On community and inclusion

Communities have values, whether written down, or embodied by their members. What if you don't vibe with those values? Can you improve them?

Photo of five couples in matching clothes next to their parked blue mopeds.

I ride a motorcycle. I like riding that motorcycle. I also don’t ride like an absolute idiot. And this causes friction.

So a while ago I went and did the IAM Advanced Motorcycle Training because when I first started riding motorbikes, I was super wobbly, didn’t trust the machine I had at the time, and just generally did not know what to look for in traffic, and how to keep myself safe. The IAM course was a huge help in acquiring the technical know-how.

The IAM also comes with local chapters – essentially groups in whatever geographical area you happen to be. You’re assigned to the closest one, and they will do the training and evaluation when the time comes. There are also social group rides. The cool thing about those rides is that everyone rides to “The System,” the same principles and technical knowledge that I learned, because we all learned it and passed. It’s nice.

There’s also a non-IAM group I’m a part of that’s more of a loose group of bikers around roughly the same geographical area. People get added to this because they’re a neighbour of someone, or they go to the same gym, or they met at the biker cafe.

They also have social rideouts. The vibe is incredibly different though.

The local group

Both of these groups have some sort of a group chat. The IAM one is on Telegram, the other is on WhatsApp. Recently I caught a very short conversation on the local groups chat. It went something like this:

<someone links an event for a rideout organised by a different group>
<they include a screenshot of the registration form where the event states “we will be riding our own ride”>

Member: What does “riding our own ride” mean lol
Other member: Catch-all arse covering speak for don't be pressured to go fast to catch up I assume

The thing about motorcycling and rideouts is that they tend to be done on public roads. You can go on track days, but those are rare (and expensive). This one is on public roads. Where other people are. That have rules and regulations and a road code and pesky things like no overtaking road markings and speed limits.

I’m one of the people who will keep to the speed limits unless in an absolute emergency. This group feels like speed limits are an inconvenience and something that needs to be broken because “well the road was clear, send it!”

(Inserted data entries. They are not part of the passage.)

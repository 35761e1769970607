//! # WRAITH Shared
//!
//! Value types used by both the model layer and the engine.
//!
//! ## CRITICAL RULE
//!
//! This crate must NEVER depend on host types (viewers, block states,
//! item stacks, rich text). Those enter through `wraith_core::HostTypes`.

#![deny(unsafe_code)]
#![warn(missing_docs)]
#![deny(clippy::all)]
#![warn(clippy::pedantic)]

pub mod color;
pub mod constants;
pub mod error;
pub mod ids;
pub mod properties;
pub mod property;

pub use color::Color;
pub use error::{WraithError, WraithResult};
pub use ids::{EntityId, ModelId};
pub use properties::{
    Billboard, Brightness, Culling, Interpolation, Shadow, TextAlignment, ViewTransform,
};
pub use property::{FieldKind, PropertyId, VariantKind};
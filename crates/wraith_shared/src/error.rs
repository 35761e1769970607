//! # Error Types
//!
//! Every failure the engine can report. Validation errors leave state
//! untouched; binding errors abort start-up.

use thiserror::Error;

use crate::ids::ModelId;
use crate::property::PropertyId;

/// Errors raised by models, the tracker and engine start-up.
#[derive(Error, Debug, Clone, PartialEq)]
pub enum WraithError {
    /// A numeric argument was outside its allowed range.
    #[error("invalid argument `{name}`: {reason}")]
    InvalidArgument {
        /// Argument name.
        name: &'static str,
        /// What was wrong with it.
        reason: String,
    },

    /// No tracked model has this id.
    #[error("model not found: {0}")]
    NotFound(ModelId),

    /// A symbolic property could not be bound to a host field.
    #[error("no host binding for {property:?} in schema {schema}: {reason}")]
    BindingUnavailable {
        /// Property that failed to resolve.
        property: PropertyId,
        /// Schema version the lookup ran against.
        schema: String,
        /// Why the lookup failed.
        reason: String,
    },

    /// No candidate schema accepts the version the host declared.
    #[error("no compatible host schema for version {version}")]
    IncompatibleHost {
        /// Version the host declared.
        version: String,
    },

    /// The caller broke a precondition (wrong variant, already spawned, ...).
    #[error("precondition violated: {0}")]
    PreconditionViolation(String),

    /// Configuration could not be read or holds invalid values.
    #[error("invalid configuration: {0}")]
    InvalidConfig(String),
}

impl WraithError {
    /// Shorthand for [`WraithError::InvalidArgument`].
    pub fn invalid_argument(name: &'static str, reason: impl Into<String>) -> Self {
        Self::InvalidArgument {
            name,
            reason: reason.into(),
        }
    }

    /// Fails with `InvalidArgument` unless `min <= value <= max`.
    pub fn check_range(value: i32, min: i32, max: i32, name: &'static str) -> WraithResult<()> {
        if value < min || value > max {
            return Err(Self::invalid_argument(
                name,
                format!("must be between {min} and {max}, but was {value}"),
            ));
        }
        Ok(())
    }
}

/// Result type for WRAITH operations.
pub type WraithResult<T> = Result<T, WraithError>;

#[cfg(test)]
mod tests {
    use super::*;

    #[test]
    fn test_check_range_bounds_are_inclusive() {
        assert!(WraithError::check_range(0, 0, 15, "light").is_ok());
        assert!(WraithError::check_range(15, 0, 15, "light").is_ok());
        assert!(WraithError::check_range(16, 0, 15, "light").is_err());
        assert!(WraithError::check_range(-1, 0, 15, "light").is_err());
    }

    #[test]
    fn test_error_messages() {
        let err = WraithError::check_range(60, 0, 59, "teleport duration").unwrap_err();
        assert_eq!(
            err.to_string(),
            "invalid argument `teleport duration`: must be between 0 and 59, but was 60"
        );
    }
}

I don’t want to be the annoying guy who holds everyone up because he actually rides at 30mph on a road that has 30mph speed limits. I like to not pay fines.

Don’t get caught!

You are very wise and smart, indeed, but how about we make the speeding the issue and not the getting caught part?

The IAM one

This group is a majority of old white men with its old white men boomer culture. Jokes about “haha I hate my wife” knee-slappers, general misogyny are super common. Hating EVs, cyclists is the norm, and god forbid you try to point out that the arguments they have for either are utter bullshit.

Then there’s the online harassment by IAM instructors towards one of the women youtubers I follow who made the mistake of documenting her IAM course for all to see.

Speaking up only gets me ostracised, so I don’t.

What next

There are a lot of communities where I want to speak up because members are being dicks, whether it’s derogatory talk towards a group of people, or normalising and encouraging breaking the law because why do you have a motorcycle if you aren’t going to have fun, but I won’t, because in the overwhelming majority of past cases the problem was that I pointed out the problems. Not the problems themselves.

It’s just easier for me to disengage. It sucks for me, because I do like group activities, but only with people I actually share values with.

Not sure where this blog post is going. I guess if you’re an organiser, maybe find the members who are on the brink of disengaging and ask them why, and then take their feedback seriously. Ya might learn something.